Rusty Troy

Personal information
- Date of birth: November 15, 1966 (age 59)
- Place of birth: Houston, Texas, United States
- Height: 6 ft 0 in (1.83 m)
- Position: Forward; defender;

College career
- Years: Team / Apps / (Gls)
- 1984–1987: North Texas Mean Green

Senior career*
- Years: Team / Apps / (Gls)
- 1988–1992: Baltimore Blast (indoor) / 185 / (78)
- 1990: Washington Diplomats
- 1992–1994: Baltimore Spirit (indoor) / 76 / (74)
- 1994: Baltimore Bays / 4 / (0)
- 1994: Las Vegas Dustdevils (indoor) / 19 / (13)
- 1995–2001: Dallas Sidekicks (indoor) / 111 / (79)
- 1997–1999: Milwaukee Wave (indoor) / 53 / (22)

International career
- 1998: USA Futsal

= Rusty Troy =

American soccer player (born 1966)

Rusty Troy is a retired American soccer player. He played for the University of North Texas. He was drafted and played professionally in the Major Indoor Soccer League, National Professional Soccer League, American Professional Soccer League and USISL. He was the 1989 MISL Rookie of the Year and the 1998 PSA Defender of the Year.

==Youth==
Troy played his youth soccer in Dallas Texas for club team called the Texas Longhorns. In 1984, Troy graduated from MacArthur High School (Irving, Texas). He attended the University of North Texas, playing on the men's soccer team from 1984 to 1987.He started every game for the University of North Texas.

==Professional==
Troy was selected by the Chicago Sting with the 3rd pick of the 1st round in the 1988 MISL draft.
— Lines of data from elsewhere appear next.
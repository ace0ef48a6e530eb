//! Raw HCI socket system calls.

use libc::{c_int, sockaddr, socklen_t, AF_BLUETOOTH, SOCK_CLOEXEC, SOCK_NONBLOCK, SOCK_RAW};
use std::{
    io::{Error, Result},
    mem::size_of,
    os::fd::{AsRawFd, FromRawFd, OwnedFd},
};

use crate::sys::{sockaddr_hci, BTPROTO_HCI};

/// Opens a raw HCI socket in non-blocking mode.
pub fn hci_socket() -> Result<OwnedFd> {
    match unsafe { libc::socket(AF_BLUETOOTH, SOCK_RAW | SOCK_NONBLOCK | SOCK_CLOEXEC, BTPROTO_HCI) } {
        -1 => Err(Error::last_os_error()),
        fd => Ok(unsafe { OwnedFd::from_raw_fd(fd) }),
    }
}

/// Binds an HCI socket to the specified device and channel.
pub fn bind(socket: &OwnedFd, addr: &sockaddr_hci) -> Result<()> {
    let ret = unsafe {
        libc::bind(
            socket.as_raw_fd(),
            addr as *const sockaddr_hci as *const sockaddr,
            size_of::<sockaddr_hci>() as socklen_t,
        )
    };
    match ret {
        0 => Ok(()),
        _ => Err(Error::last_os_error()),
    }
}

/// Sends one datagram.
pub fn send(socket: &OwnedFd, buf: &[u8], flags: c_int) -> Result<usize> {
    match unsafe { libc::send(socket.as_raw_fd(), buf.as_ptr() as *const _, buf.len(), flags) } {
        -1 => Err(Error::last_os_error()),
        n => Ok(n as usize),
    }
}

/// Receives one datagram, truncating it to the buffer length.
pub fn recv(socket: &OwnedFd, buf: &mut [u8], flags: c_int) -> Result<usize> {
    match unsafe { libc::recv(socket.as_raw_fd(), buf.as_mut_ptr() as *mut _, buf.len(), flags) } {
        -1 => Err(Error::last_os_error()),
        n => Ok(n as usize),
    }
}
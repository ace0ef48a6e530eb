//! System native types and constants.

use libc::sa_family_t;

pub const BTPROTO_HCI: i32 = 1;

/// Management (control) channel.
pub const HCI_CHANNEL_CONTROL: u16 = 3;

/// No specific HCI device.
pub const HCI_DEV_NONE: u16 = 0xffff;

/// HCI socket address.
#[repr(C)]
#[derive(Clone)]
pub struct sockaddr_hci {
    pub hci_family: sa_family_t,
    pub hci_dev: u16,
    pub hci_channel: u16,
}
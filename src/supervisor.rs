//! Automatic reconnection of management connections.

use futures::Future;
use std::pin::Pin;
use tokio::{
    select,
    sync::{oneshot, watch},
    task::JoinHandle,
    time::sleep,
};

use crate::{Connection, ConnectionConfig, Error, ReconnectPolicy, Result};

/// Function establishing a new management connection.
pub type ConnectFn = Box<dyn (Fn() -> ConnectFuture) + Send + Sync>;

/// Future returned by a [ConnectFn].
pub type ConnectFuture = Pin<Box<dyn Future<Output = Result<Connection>> + Send>>;

/// Keeps a management connection open.
///
/// When the current connection closes, for example because the socket failed,
/// a replacement is established according to the [ReconnectPolicy].
/// Once all attempts have failed the supervisor gives up and
/// [connection](Self::connection) returns [ErrorKind::Closed](crate::ErrorKind::Closed).
///
/// Dropping the supervisor closes the current connection.
#[derive(custom_debug::Debug)]
pub struct Supervisor {
    policy: ReconnectPolicy,
    #[debug(skip)]
    current_rx: watch::Receiver<Option<Connection>>,
    #[debug(skip)]
    stop_tx: oneshot::Sender<()>,
    #[debug(skip)]
    task: JoinHandle<()>,
}

impl Supervisor {
    /// Opens a management connection with the specified options and supervises it.
    pub async fn new(policy: ReconnectPolicy, config: ConnectionConfig) -> Result<Self> {
        Self::with_connect_fn(policy, move || {
            let config = config.clone();
            async move { Connection::with_config(config).await }
        })
        .await
    }

    /// Establishes a connection using the specified function and supervises it.
    ///
    /// The function is also used to establish replacement connections.
    /// Fails if the initial connection cannot be established.
    pub async fn with_connect_fn<F, Fut>(policy: ReconnectPolicy, connect: F) -> Result<Self>
    where
        F: Fn() -> Fut + Send + Sync + 'static,
        Fut: Future<Output = Result<Connection>> + Send + 'static,
    {
        let connect: ConnectFn = Box::new(move || -> ConnectFuture { Box::pin(connect()) });
        let first = connect().await?;
        let (current_tx, current_rx) = watch::channel(Some(first.clone()));
        let (stop_tx, stop_rx) = oneshot::channel();
        let task = tokio::spawn(supervise(policy.clone(), connect, first, current_tx, stop_rx));
        Ok(Self { policy, current_rx, stop_tx, task })
    }

    /// Reconnection policy.
    pub fn policy(&self) -> &ReconnectPolicy {
        &self.policy
    }

    /// The current connection.
    ///
    /// Fails with [ErrorKind::Closed](crate::ErrorKind::Closed) once reconnection has been given up.
    pub fn connection(&self) -> Result<Connection> {
        self.current_rx.borrow().clone().ok_or_else(Error::closed)
    }

    /// Waits until the current connection has been replaced and returns the replacement.
    ///
    /// Fails with [ErrorKind::Closed](crate::ErrorKind::Closed) when reconnection has been given up.
    pub async fn next_connection(&mut self) -> Result<Connection> {
        self.current_rx.changed().await.map_err(|_| Error::closed())?;
        self.connection()
    }

    /// Sends a command over the current connection and waits for its result.
    ///
    /// See [Connection::run_command].
    pub async fn run_command(&self, index: u16, opcode: impl Into<u16>, params: &[u8]) -> Result<Vec<u8>> {
        self.connection()?.run_command(index, opcode, params).await
    }

    /// Stops supervision and closes the current connection.
    pub async fn shutdown(self) -> Result<()> {
        let _ = self.stop_tx.send(());
        self.task.await?;
        Ok(())
    }
}

async fn supervise(
    policy: ReconnectPolicy, connect: ConnectFn, mut current: Connection,
    current_tx: watch::Sender<Option<Connection>>, mut stop_rx: oneshot::Receiver<()>,
) {
    loop {
        select! {
            () = current.closed() => (),
            _ = &mut stop_rx => break,
        }
        log::warn!("Management connection closed, reconnecting");

        match reconnect(&policy, &connect, &mut stop_rx).await {
            Some(conn) => {
                current = conn.clone();
                current_tx.send_replace(Some(conn));
            }
            None => {
                current_tx.send_replace(None);
                break;
            }
        }
    }

    let _ = current.close();
    log::trace!("Terminated management connection supervisor");
}

/// Attempts to establish a replacement connection.
///
/// Returns `None` when all attempts failed or supervision was stopped.
async fn reconnect(
    policy: &ReconnectPolicy, connect: &ConnectFn, stop_rx: &mut oneshot::Receiver<()>,
) -> Option<Connection> {
    for attempt in 0..policy.max_attempts {
        let delay = policy.delay(attempt);
        log::debug!("Reconnect attempt {}/{} in {:?}", attempt + 1, policy.max_attempts, delay);
        select! {
            () = sleep(delay) => (),
            _ = &mut *stop_rx => return None,
        }

        match connect().await {
            Ok(conn) => {
                log::debug!("Reconnected management connection after {} attempts", attempt + 1);
                return Some(conn);
            }
            Err(err) => {
                log::warn!("Reconnect attempt {}/{} failed: {}", attempt + 1, policy.max_attempts, &err)
            }
        }
    }

    log::error!("Giving up reconnecting management connection after {} attempts", policy.max_attempts);
    None
}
Baltimore selected him with the 1st pick in the Dispersal draft after the sting folded that summer.
In June 1988, the Chicago Sting selected Troy in the first round (third overall) of the 1988 Major Indoor Soccer League college draft. The Milwaukee Wave also selected him with the first pick of the 1988 American Indoor Soccer Association Amateur Draft. Troy signed with the Sting, but when the team folded soon after, the Baltimore Blast took him with the first pick in the Dispersal Draft. He became a regular on the Blast as the team went to the MISL finals and Troy was named the 1989 MISL Rookie of the Year. Troy played for the Blast until they folded in 1992. In 2012, he was inducted into the Baltimore Blast Hall of Fame. In 1990, Troy spent the summer with the Washington Diplomats of the American Professional Soccer League. In 1992, he signed with the expansion Baltimore Spirit of the National Professional Soccer League. In 1994, after completing the indoor season with the Spirit, Troy moved to the outdoor Baltimore Bays of the USISL. He played four games, then returned to the University of North Texas to finish his degree in finance. That summer, he also played for the Las Vegas Dustdevils as they won the Continental Indoor Soccer League title. In 1995, Troy signed as a free agent with the Dallas Sidekicks. He would play for the Sidekicks every summer until his retirement in 2001. In 1998, he was the Premier Soccer Alliance Defender of the Year.Dallas Sidekicks In addition to his summers with the Dallas Sidekicks.Troy also spent two winter indoor seasons (1997–1999) with the Milwaukee Wave. On April 9, 2001, Troy announced his retirement from soccer with the Dallas Sidekicks at the end of the 2001 WISL season. In 1998, he was the Premier Soccer Alliance Defender of the Year for the Dallas Sidekicks. Troy was selected as the 1989 MISL Rookie of the Year. He is one of a select group of 8 players too have won two championships with the Dallas Sidekicks. One in 1994 in the Continental Indoor Soccer League and the other in 1998 the Premier Soccer Alliance with the Dallas Sidekicks

==International==
Troy played for United States national futsal team at the 1998 Rio de Janeiro Futsal Tournament. Troy retired from professional soccer on April 9, 2001.